-- Prompt --
Retype the data that follows, keeping every character the same.

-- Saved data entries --
· · · · ·

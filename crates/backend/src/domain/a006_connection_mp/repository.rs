use anyhow::Result;
use contracts::domain::a006_connection_mp::aggregate::{ConnectionMP, ConnectionMPId};
use contracts::enums::MarketplaceType;
use sea_orm::entity::prelude::*;
use sea_orm::{EntityTrait, Set};
use serde::{Deserialize, Serialize};

#[derive(Clone, Debug, PartialEq, DeriveEntityModel, Serialize, Deserialize)]
#[sea_orm(table_name = "a006_connection_mp")]
pub struct Model {
    #[sea_orm(primary_key, auto_increment = false)]
    pub id: String,
    pub user_id: String,
    pub marketplace: String,
    pub description: String,
    pub api_key: String,
    pub supplier_id: Option<String>,
    pub is_used: bool,
    pub created_at: chrono::DateTime<chrono::Utc>,
    pub updated_at: chrono::DateTime<chrono::Utc>,
}

#[derive(Copy, Clone, Debug, EnumIter, DeriveRelation)]
pub enum Relation {}

impl ActiveModelBehavior for ActiveModel {}

impl TryFrom<Model> for ConnectionMP {
    type Error = anyhow::Error;

    fn try_from(m: Model) -> Result<Self> {
        let id = ConnectionMPId::from_string(&m.id).map_err(|e| anyhow::anyhow!(e))?;
        let marketplace = MarketplaceType::from_code(&m.marketplace)
            .ok_or_else(|| anyhow::anyhow!("Unknown marketplace code '{}'", m.marketplace))?;

        Ok(ConnectionMP {
            id,
            user_id: m.user_id,
            marketplace,
            description: m.description,
            api_key: m.api_key,
            supplier_id: m.supplier_id,
            is_used: m.is_used,
            created_at: m.created_at,
            updated_at: m.updated_at,
        })
    }
}

pub async fn get_by_id(db: &DatabaseConnection, id: Uuid) -> Result<Option<ConnectionMP>> {
    let model = Entity::find_by_id(id.to_string()).one(db).await?;
    model.map(ConnectionMP::try_from).transpose()
}

pub async fn insert(db: &DatabaseConnection, connection: &ConnectionMP) -> Result<Uuid> {
    connection
        .validate()
        .map_err(|e| anyhow::anyhow!("Validation failed: {}", e))?;

    let active = ActiveModel {
        id: Set(connection.to_string_id()),
        user_id: Set(connection.user_id.clone()),
        marketplace: Set(connection.marketplace.code().to_string()),
        description: Set(connection.description.clone()),
        api_key: Set(connection.api_key.clone()),
        supplier_id: Set(connection.supplier_id.clone()),
        is_used: Set(connection.is_used),
        created_at: Set(connection.created_at),
        updated_at: Set(connection.updated_at),
    };
    active.insert(db).await?;
    Ok(connection.id.value())
}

· · · · ·

-- Response box --
filename crates/backend/src/domain/a006_connection_mp/repository.rs
use anyhow::Result;
use contracts::domain::a006_connection_mp::aggregate::{ConnectionMP, ConnectionMPId};
use contracts::enums::MarketplaceType;
use sea_orm::entity::prelude::*;
use sea_orm::{EntityTrait, Set};
use serde::{Deserialize, Serialize};

#[derive(Clone, Debug, PartialEq, DeriveEntityModel, Serialize, Deserialize)]
#[sea_orm(table_name = "a006_connection_mp")]
pub struct Model {
    #[sea_orm(primary_key, auto_increment = false)]
    pub id: String,
    pub user_id: String,
    pub marketplace: String,
    pub description: String,
    pub api_key: String,
    pub supplier_id: Option<String>,
    pub is_used: bool,
    pub created_at: chrono::DateTime<chrono::Utc>,
    pub updated_at: chrono::DateTime<chrono::Utc>,
}

#[derive(Copy, Clone, Debug, EnumIter, DeriveRelation)]
pub enum Relation {}

impl ActiveModelBehavior for ActiveModel {}

impl TryFrom<Model> for ConnectionMP {
    type Error = anyhow::Error;

    fn try_from(m: Model) -> Result<Self> {
        let id = ConnectionMPId::from_string(&m.id).map_err(|e| anyhow::anyhow!(e))?;
        let marketplace = MarketplaceType::from_code(&m.marketplace)
            .ok_or_else(|| anyhow::anyhow!("Unknown marketplace code '{}'", m.marketplace))?;

        Ok(ConnectionMP {
            id,
            user_id: m.user_id,
            marketplace,
            description: m.description,
            api_key: m.api_key,
            supplier_id: m.supplier_id,
            is_used: m.is_used,
            created_at: m.created_at,
            updated_at: m.updated_at,
        })
    }
}

pub async fn get_by_id(db: &DatabaseConnection, id: Uuid) -> Result<Option<ConnectionMP>> {
    let model = Entity::find_by_id(id.to_string()).one(db).await?;
    model.map(ConnectionMP::try_from).transpose()
}

pub async fn insert(db: &DatabaseConnection, connection: &ConnectionMP) -> Result<Uuid> {
    connection
        .validate()
        .map_err(|e| anyhow::anyhow!("Validation failed: {}", e))?;

    let active = ActiveModel {
        id: Set(connection.to_string_id()),
        user_id: Set(connection.user_id.clone()),
        marketplace: Set(connection.marketplace.code().to_string()),
        description: Set(connection.description.clone()),
        api_key: Set(connection.api_key.clone()),
        supplier_id: Set(connection.supplier_id.clone()),
        is_used: Set(connection.is_used),
        created_at: Set(connection.created_at),
        updated_at: Set(connection.updated_at),
    };
    active.insert(db).await?;
    Ok(connection.id.value())
}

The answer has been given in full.